**What to work on:** Say only how many lines in the entries below contain the word "Thai".
Extracted data START
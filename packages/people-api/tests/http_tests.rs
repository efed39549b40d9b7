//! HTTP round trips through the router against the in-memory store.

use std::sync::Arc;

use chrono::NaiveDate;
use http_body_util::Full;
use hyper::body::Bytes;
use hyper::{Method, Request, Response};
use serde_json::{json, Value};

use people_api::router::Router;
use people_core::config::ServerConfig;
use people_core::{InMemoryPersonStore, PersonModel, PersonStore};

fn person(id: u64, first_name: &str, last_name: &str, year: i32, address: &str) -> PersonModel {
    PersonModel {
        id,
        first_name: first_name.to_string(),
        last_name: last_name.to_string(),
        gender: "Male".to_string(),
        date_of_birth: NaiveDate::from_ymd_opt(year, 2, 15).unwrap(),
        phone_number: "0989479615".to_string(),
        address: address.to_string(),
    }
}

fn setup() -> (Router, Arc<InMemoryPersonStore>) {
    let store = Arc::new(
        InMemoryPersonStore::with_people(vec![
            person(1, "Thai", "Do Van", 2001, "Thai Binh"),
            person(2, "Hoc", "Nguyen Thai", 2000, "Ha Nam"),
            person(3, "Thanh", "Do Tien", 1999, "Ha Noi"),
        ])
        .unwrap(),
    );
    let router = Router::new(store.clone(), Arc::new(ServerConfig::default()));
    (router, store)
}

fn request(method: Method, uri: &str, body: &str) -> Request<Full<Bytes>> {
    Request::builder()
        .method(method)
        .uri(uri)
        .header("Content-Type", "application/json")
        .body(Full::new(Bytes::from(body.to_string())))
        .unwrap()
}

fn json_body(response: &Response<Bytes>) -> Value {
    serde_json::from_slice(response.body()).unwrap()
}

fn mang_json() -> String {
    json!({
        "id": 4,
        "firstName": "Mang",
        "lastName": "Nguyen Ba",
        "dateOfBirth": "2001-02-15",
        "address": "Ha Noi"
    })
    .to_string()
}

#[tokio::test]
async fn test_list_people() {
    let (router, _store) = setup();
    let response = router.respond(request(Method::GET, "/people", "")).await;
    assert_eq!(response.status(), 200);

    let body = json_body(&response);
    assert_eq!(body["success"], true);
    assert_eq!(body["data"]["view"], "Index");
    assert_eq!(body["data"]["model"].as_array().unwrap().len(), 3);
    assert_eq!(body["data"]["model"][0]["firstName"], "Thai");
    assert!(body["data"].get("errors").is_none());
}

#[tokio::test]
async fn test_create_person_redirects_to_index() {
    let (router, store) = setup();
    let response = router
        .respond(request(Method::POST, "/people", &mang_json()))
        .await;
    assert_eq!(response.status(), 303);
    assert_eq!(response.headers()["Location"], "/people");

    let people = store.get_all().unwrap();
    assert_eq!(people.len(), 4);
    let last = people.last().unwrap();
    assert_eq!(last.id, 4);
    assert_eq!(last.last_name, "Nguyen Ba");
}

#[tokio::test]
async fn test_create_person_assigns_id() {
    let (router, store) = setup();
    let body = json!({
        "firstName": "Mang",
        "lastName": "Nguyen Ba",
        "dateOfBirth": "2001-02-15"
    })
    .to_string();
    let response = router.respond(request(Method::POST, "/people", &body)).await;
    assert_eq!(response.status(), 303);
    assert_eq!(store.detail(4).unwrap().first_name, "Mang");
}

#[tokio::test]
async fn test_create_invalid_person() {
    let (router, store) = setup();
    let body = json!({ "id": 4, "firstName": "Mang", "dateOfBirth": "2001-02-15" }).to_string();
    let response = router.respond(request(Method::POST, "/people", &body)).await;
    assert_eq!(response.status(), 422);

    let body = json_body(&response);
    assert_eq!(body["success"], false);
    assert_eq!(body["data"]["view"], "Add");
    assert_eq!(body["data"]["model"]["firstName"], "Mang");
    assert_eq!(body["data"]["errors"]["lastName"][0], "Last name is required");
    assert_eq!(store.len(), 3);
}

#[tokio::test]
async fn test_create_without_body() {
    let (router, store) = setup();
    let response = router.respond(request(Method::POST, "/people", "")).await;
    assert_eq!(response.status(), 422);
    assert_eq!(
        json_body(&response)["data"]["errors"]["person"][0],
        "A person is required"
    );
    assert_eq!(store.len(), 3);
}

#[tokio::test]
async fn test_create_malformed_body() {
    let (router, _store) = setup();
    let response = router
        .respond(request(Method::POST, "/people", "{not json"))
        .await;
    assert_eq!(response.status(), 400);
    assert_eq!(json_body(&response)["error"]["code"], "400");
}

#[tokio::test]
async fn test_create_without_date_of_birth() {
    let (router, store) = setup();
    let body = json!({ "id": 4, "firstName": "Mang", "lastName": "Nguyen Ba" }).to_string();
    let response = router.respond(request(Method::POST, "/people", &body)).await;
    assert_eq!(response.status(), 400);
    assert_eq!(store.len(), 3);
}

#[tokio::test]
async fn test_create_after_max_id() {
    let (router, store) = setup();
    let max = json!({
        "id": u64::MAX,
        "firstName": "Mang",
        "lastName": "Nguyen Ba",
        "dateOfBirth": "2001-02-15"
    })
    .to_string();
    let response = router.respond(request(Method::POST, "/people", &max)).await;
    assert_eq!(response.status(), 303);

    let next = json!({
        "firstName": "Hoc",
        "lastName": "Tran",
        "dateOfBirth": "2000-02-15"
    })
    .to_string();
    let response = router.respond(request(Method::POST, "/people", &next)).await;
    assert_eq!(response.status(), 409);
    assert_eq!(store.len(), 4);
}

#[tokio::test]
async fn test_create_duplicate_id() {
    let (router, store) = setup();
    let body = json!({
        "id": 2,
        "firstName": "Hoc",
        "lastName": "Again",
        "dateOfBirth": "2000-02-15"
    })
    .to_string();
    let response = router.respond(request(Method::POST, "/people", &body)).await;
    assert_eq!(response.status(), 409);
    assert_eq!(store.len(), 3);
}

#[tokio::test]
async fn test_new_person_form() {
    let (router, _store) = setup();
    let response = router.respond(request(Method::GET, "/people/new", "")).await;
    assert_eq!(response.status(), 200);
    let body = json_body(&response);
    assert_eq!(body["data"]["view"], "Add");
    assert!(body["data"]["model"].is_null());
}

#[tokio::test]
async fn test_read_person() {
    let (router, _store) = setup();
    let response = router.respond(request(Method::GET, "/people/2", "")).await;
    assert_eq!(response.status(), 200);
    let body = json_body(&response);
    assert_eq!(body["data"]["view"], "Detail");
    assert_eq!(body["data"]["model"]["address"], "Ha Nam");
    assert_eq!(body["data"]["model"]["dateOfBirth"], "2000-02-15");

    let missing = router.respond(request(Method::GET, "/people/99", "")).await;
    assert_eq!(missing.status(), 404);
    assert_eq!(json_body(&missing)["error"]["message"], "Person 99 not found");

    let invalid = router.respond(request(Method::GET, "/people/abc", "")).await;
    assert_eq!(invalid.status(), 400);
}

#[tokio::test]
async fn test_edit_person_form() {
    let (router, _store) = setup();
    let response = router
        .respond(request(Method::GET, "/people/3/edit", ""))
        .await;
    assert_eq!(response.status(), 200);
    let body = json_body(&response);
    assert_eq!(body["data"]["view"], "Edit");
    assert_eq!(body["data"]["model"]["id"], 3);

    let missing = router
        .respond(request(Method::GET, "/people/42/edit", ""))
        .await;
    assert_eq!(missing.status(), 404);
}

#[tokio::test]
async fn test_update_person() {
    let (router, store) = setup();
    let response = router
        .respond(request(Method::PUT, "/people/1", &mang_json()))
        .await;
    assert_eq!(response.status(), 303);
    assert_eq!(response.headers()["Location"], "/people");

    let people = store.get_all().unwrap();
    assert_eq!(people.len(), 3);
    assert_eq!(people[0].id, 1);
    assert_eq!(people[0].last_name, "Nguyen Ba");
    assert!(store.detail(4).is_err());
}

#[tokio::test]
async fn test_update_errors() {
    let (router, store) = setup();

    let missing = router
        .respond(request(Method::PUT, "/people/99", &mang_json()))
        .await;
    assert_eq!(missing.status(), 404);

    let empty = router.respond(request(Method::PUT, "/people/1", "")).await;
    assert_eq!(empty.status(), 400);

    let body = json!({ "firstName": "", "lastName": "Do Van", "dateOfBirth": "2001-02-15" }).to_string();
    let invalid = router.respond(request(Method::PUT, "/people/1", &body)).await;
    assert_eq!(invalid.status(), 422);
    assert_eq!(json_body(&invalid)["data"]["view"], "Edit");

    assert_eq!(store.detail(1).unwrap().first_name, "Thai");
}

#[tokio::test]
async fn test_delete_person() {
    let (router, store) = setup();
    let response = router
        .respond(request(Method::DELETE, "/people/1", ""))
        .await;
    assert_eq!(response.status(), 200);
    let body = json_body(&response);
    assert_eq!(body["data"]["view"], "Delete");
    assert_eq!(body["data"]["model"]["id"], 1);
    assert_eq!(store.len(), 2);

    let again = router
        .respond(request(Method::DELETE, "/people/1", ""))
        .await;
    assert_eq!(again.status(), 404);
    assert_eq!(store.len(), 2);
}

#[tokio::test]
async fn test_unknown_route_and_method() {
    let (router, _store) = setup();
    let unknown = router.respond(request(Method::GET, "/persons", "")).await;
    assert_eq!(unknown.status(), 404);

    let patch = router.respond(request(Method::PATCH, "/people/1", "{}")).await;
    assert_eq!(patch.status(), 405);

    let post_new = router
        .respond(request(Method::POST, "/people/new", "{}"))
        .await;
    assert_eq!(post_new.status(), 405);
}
Extracted data END
**Exercise answer:** 4